# Extracted data entries:
↓

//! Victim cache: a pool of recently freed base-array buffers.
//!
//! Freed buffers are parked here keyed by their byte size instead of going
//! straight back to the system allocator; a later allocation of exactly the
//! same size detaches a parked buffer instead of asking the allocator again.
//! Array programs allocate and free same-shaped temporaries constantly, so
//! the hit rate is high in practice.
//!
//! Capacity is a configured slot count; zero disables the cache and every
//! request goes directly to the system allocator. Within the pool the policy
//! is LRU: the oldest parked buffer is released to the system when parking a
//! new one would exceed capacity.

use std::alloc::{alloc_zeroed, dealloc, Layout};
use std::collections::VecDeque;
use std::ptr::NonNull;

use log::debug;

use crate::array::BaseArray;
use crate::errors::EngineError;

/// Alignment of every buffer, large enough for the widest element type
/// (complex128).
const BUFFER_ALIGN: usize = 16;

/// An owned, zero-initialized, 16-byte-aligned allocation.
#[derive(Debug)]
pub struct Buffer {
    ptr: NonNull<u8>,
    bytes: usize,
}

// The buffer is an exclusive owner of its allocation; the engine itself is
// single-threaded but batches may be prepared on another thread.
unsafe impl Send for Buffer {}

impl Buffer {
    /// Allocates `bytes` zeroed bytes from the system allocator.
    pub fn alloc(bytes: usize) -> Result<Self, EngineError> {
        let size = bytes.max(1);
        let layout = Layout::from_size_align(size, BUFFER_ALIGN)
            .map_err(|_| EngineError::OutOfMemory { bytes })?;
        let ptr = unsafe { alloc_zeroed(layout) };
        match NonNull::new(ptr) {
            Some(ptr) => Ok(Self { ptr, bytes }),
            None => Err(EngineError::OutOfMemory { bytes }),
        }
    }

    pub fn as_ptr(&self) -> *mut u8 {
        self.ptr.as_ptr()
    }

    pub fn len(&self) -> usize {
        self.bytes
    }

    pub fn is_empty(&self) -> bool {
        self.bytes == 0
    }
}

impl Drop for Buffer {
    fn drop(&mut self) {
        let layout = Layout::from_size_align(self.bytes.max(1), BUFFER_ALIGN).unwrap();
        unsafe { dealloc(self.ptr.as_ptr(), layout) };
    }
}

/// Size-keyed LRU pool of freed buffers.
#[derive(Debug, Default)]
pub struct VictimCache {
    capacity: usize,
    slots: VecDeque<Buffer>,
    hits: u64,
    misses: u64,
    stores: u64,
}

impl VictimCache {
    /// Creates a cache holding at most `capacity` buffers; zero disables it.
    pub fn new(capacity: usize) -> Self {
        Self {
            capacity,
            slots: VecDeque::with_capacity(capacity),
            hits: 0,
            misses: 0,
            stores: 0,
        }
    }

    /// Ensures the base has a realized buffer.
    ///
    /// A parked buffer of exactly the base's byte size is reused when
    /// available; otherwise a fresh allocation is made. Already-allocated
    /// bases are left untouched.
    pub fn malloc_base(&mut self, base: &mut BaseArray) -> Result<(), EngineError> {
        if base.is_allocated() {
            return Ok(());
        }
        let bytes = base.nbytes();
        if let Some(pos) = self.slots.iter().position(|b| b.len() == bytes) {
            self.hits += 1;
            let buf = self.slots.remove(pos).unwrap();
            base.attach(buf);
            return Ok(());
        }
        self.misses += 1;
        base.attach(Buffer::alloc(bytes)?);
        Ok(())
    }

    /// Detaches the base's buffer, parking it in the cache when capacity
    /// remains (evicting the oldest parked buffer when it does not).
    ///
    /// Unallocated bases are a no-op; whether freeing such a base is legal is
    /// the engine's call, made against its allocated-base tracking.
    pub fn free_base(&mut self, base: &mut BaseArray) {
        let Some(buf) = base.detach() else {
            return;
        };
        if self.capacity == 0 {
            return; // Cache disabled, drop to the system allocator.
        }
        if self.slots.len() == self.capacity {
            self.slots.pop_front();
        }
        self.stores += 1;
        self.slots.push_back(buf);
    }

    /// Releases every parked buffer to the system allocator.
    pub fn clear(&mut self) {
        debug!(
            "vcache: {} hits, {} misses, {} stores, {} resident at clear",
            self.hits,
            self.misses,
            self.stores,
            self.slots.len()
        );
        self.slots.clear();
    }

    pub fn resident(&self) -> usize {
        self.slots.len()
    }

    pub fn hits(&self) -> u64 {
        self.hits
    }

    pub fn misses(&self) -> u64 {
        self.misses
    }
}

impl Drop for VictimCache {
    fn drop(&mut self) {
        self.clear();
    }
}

↑
↓

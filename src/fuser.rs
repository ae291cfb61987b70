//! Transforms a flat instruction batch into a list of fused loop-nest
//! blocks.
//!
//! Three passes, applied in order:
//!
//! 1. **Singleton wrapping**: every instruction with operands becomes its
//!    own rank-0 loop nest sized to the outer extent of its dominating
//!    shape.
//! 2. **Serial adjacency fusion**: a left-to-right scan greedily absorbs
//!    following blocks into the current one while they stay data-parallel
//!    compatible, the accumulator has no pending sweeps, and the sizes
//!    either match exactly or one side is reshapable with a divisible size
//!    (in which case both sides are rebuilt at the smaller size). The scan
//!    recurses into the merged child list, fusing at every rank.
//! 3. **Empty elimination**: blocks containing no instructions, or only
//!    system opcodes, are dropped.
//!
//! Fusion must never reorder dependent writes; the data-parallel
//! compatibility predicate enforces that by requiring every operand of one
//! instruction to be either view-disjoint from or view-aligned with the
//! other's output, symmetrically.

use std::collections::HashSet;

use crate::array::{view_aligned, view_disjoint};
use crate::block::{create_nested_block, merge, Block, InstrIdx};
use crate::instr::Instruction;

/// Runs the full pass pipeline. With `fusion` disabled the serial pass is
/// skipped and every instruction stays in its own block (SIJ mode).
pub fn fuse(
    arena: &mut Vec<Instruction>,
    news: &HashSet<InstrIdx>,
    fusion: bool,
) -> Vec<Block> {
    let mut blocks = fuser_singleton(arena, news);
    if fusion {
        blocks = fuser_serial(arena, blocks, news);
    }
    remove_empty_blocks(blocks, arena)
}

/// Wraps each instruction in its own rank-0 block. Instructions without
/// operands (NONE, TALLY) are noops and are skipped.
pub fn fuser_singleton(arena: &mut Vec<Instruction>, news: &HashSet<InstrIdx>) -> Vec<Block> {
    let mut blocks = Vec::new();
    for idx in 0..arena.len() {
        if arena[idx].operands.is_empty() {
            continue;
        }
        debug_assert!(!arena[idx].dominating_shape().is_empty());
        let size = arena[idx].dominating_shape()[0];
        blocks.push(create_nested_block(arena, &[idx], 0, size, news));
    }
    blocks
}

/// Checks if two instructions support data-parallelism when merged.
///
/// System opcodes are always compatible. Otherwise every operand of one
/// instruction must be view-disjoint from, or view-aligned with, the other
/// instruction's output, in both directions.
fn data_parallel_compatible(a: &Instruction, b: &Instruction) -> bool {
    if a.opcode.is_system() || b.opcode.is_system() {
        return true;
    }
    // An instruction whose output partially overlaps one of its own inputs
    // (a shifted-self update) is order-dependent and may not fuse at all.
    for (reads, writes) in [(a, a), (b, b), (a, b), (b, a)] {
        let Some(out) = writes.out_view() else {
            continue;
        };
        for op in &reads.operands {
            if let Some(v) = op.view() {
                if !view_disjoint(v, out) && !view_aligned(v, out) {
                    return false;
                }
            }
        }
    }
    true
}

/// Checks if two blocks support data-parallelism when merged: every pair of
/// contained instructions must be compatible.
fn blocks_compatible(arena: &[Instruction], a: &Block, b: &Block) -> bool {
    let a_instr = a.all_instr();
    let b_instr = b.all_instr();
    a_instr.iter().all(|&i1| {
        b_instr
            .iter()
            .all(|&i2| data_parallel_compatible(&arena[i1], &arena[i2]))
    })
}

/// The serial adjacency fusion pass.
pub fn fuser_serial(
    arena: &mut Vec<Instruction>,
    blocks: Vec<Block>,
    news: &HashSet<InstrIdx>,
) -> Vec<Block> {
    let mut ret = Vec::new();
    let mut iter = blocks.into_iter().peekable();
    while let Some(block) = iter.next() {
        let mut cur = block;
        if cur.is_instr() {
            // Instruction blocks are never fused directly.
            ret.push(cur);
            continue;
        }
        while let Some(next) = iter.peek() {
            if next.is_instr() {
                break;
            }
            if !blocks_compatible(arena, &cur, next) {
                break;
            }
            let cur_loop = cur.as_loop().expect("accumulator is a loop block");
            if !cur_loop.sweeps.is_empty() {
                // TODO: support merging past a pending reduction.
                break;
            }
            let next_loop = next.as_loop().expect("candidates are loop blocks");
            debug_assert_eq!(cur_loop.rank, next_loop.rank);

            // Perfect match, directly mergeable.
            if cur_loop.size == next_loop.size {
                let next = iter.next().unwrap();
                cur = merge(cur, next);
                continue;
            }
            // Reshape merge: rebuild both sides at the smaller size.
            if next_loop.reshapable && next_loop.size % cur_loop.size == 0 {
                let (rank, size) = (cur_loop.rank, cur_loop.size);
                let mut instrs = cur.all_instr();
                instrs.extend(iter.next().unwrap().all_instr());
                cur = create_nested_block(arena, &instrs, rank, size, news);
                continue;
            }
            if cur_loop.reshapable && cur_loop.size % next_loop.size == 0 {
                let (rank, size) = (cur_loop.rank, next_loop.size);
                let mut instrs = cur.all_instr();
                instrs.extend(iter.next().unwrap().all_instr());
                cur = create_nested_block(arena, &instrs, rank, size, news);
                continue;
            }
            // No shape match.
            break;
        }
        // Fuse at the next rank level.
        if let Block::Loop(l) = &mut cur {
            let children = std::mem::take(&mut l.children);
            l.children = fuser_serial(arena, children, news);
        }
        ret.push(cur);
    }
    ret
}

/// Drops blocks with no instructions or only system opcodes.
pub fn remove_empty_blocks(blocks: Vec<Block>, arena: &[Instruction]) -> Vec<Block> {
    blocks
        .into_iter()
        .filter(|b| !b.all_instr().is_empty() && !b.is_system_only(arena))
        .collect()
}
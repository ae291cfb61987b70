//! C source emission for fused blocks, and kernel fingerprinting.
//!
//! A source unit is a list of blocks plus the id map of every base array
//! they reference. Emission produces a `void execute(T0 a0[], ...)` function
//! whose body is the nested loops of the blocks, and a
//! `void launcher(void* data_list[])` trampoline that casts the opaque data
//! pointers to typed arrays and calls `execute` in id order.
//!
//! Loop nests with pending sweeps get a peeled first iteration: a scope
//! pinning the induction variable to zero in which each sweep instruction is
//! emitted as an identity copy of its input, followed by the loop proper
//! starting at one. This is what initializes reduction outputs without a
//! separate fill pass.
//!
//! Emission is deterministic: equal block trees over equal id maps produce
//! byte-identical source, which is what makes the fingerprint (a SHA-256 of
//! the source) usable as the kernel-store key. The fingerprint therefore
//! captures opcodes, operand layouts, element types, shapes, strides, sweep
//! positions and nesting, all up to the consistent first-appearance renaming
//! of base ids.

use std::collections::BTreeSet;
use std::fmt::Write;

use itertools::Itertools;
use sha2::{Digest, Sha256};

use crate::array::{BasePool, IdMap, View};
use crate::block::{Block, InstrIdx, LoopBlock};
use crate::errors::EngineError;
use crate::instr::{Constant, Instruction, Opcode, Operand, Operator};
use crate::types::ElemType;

↑

# TASK OBJECTIVE:
From the records above, extract exactly and only the lines that begin at the line with "the opaque data" and stop after the line with "id maps produce".

# ANSWER BOX:
//! `void launcher(void* data_list[])` trampoline that casts the opaque data
//! pointers to typed arrays and calls `execute` in id order.
//!
//! Loop nests with pending sweeps get a peeled first iteration: a scope
//! pinning the induction variable to zero in which each sweep instruction is
//! emitted as an identity copy of its input, followed by the loop proper
//! starting at one. This is what initializes reduction outputs without a
//! separate fill pass.
//!
//! Emission is deterministic: equal block trees over equal id maps produce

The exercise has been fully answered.